Brantford's History Of Minstrelsy

 

 

The topic of Blackface Minstrelsy in Canada is one that continues to gain attention by researchers of Black and Canadian history. The minstrel show, as it came to be known, was a recreation of life on a southern plantation. These shows started in the United States as early as the 1830s and were performed by white actors who painted their faces black with burnt cork or shoe polish. These performances were exaggerated racial parodies created by the white population for their enjoyment. It is from these early minstrel shows that the character Jim Crow was born.

 

By the 1850s, these travelling minstrel groups arrived in Brantford to perform. By this time, Frederick Douglass had already voiced his disdain for the practice, noting in The North Star in 1848, ““the filthy scum of white society, who have stolen from us a complexion denied to them by nature, in which to make money, and pander to the corrupt taste of their fellow white citizens”.

 

In the 1850s and 1860s, minstrel groups performed in Brantford at Kerby Hall at the Kerby House Hotel as well as Ker’s Music Hall that was formerly on Colborne Street downtown. The earliest performances included a parade by minstrel group through the downtown before arriving at the venue for their minstrel show. From the 1850s through to the 1930s, old editions of the Brantford Expositor indicate that minstrel shows in Brantford were a fairly regular occurrence.

 

Later shows in Brantford in the 1870s and 1880s were held at the Stratford Opera House (former location of Ker’s Music Hall) and Palmer Hall (former Kerby Hall). In 1923, a minstrel show was held at the Ontario Institute for the Blind. Some of the later minstrel groups were comprised of Black members, rather than whites, and were billed as being “authentic minstrels”.

 

Often Black minstrels would still darken their faces with cork or polish to create the exaggerated caricatures of the white minstrels.

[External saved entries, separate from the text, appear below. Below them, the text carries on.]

//! Seam to the underlying OPC UA client library.
//!
//! This module defines the [`OpcUaClient`] trait, the only surface through
//! which the bridge talks to a server. Session establishment, security, and
//! the wire protocol all stay inside the implementation; the bridge only
//! opens a session, resolves node identifiers, and reads or writes values.
//!
//! # Design
//!
//! - **Protocol agnostic** - the bridge knows sessions, handles and values,
//!   never bytes
//! - **Async** - every call may suspend while the server answers
//! - **Simple** - one call produces one round trip; no retries, no caching
//!
//! [`MemoryClient`](crate::MemoryClient) is an in-memory implementation used
//! for tests and demos.

use std::io;

use async_trait::async_trait;
use thiserror::Error;

use crate::node::{NodeHandle, NodeId};
use crate::value::Variant;
use crate::Endpoint;

/// Identifier of an open session, issued by the client.
#[derive(Debug, Clone, Copy, PartialEq, Eq, Hash)]
pub struct SessionId(pub u64);

impl std::fmt::Display for SessionId {
    fn fmt(&self, f: &mut std::fmt::Formatter<'_>) -> std::fmt::Result {
        write!(f, "session#{}", self.0)
    }
}

/// Errors reported by an [`OpcUaClient`] implementation.
#[derive(Debug, Error)]
pub enum ClientError {
    /// The server did not answer in time.
    #[error("Request timed out")]
    Timeout,

    /// The session is not open (never opened, or already closed).
    #[error("Session is closed")]
    SessionClosed,

    /// The server has no node with this identifier.
    #[error("Unknown node '{0}'")]
    UnknownNode(String),

    /// The server refused the request (permission, type mismatch, ...).
    #[error("Request rejected: {reason}")]
    Rejected {
        /// Status or description returned by the server.
        reason: String,
    },

    /// Transport-level I/O error.
    #[error("I/O error: {0}")]
    Io(#[from] io::Error),
}

impl ClientError {
    /// Creates a new `Rejected` error.
    ///
    /// # Example
    ///
    /// ```
    /// use opcua_bridge::ClientError;
    ///
    /// let err = ClientError::rejected("BadNotWritable");
    /// assert_eq!(err.to_string(), "Request rejected: BadNotWritable");
    /// ```
    pub fn rejected(reason: impl Into<String>) -> Self {
        Self::Rejected {
            reason: reason.into(),
        }
    }
}

/// Operations the bridge needs from an OPC UA client library.
///
/// Implementations must be shareable across concurrently running writes,
/// so every method takes `&self`.
#[async_trait]
pub trait OpcUaClient: Send + Sync {
    /// Opens a session with the server at `endpoint`.
    async fn open_session(&self, endpoint: &Endpoint) -> Result<SessionId, ClientError>;

    /// Closes a session. May fail on a session that is already closed.
    async fn close_session(&self, session: SessionId) -> Result<(), ClientError>;

    /// Resolves a node identifier into a handle usable for reads and writes.
    async fn resolve(&self, session: SessionId, node: &NodeId) -> Result<NodeHandle, ClientError>;

    /// Reads the current value of a node.
    async fn read_value(&self, handle: &NodeHandle) -> Result<Variant, ClientError>;

    /// Writes a value to a node.
    async fn write_value(&self, handle: &NodeHandle, value: Variant) -> Result<(), ClientError>;
}

#[async_trait]
impl<T: OpcUaClient + ?Sized> OpcUaClient for std::sync::Arc<T> {
    async fn open_session(&self, endpoint: &Endpoint) -> Result<SessionId, ClientError> {
        (**self).open_session(endpoint).await
    }

    async fn close_session(&self, session: SessionId) -> Result<(), ClientError> {
        (**self).close_session(session).await
    }

    async fn resolve(&self, session: SessionId, node: &NodeId) -> Result<NodeHandle, ClientError> {
        (**self).resolve(session, node).await
    }

    async fn read_value(&self, handle: &NodeHandle) -> Result<Variant, ClientError> {
        (**self).read_value(handle).await
    }

    async fn write_value(&self, handle: &NodeHandle, value: Variant) -> Result<(), ClientError> {
        (**self).write_value(handle, value).await
    }
}

#[cfg(test)]
mod tests {
    use super::*;

    #[test]
    fn test_session_id_display() {
        assert_eq!(SessionId(3).to_string(), "session#3");
    }

    #[test]
    fn test_client_error_display() {
        assert_eq!(ClientError::Timeout.to_string(), "Request timed out");
        assert_eq!(
            ClientError::UnknownNode("ns=2;i=9".to_string()).to_string(),
            "Unknown node 'ns=2;i=9'"
        );
    }
}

Black participation in the minstrel shows has been viewed over time as an act of agency on behalf of the Black community.

 

While the minstrel show was widespread across North America, it is worthwhile to reflect on how these shows would have been received by Brantford’s early Black community. Our research to date indicates that the Kerby House Hotel and Palmer House were known places of employment for the early Black community in Brantford. It makes one wonder how these shows were received by the local community.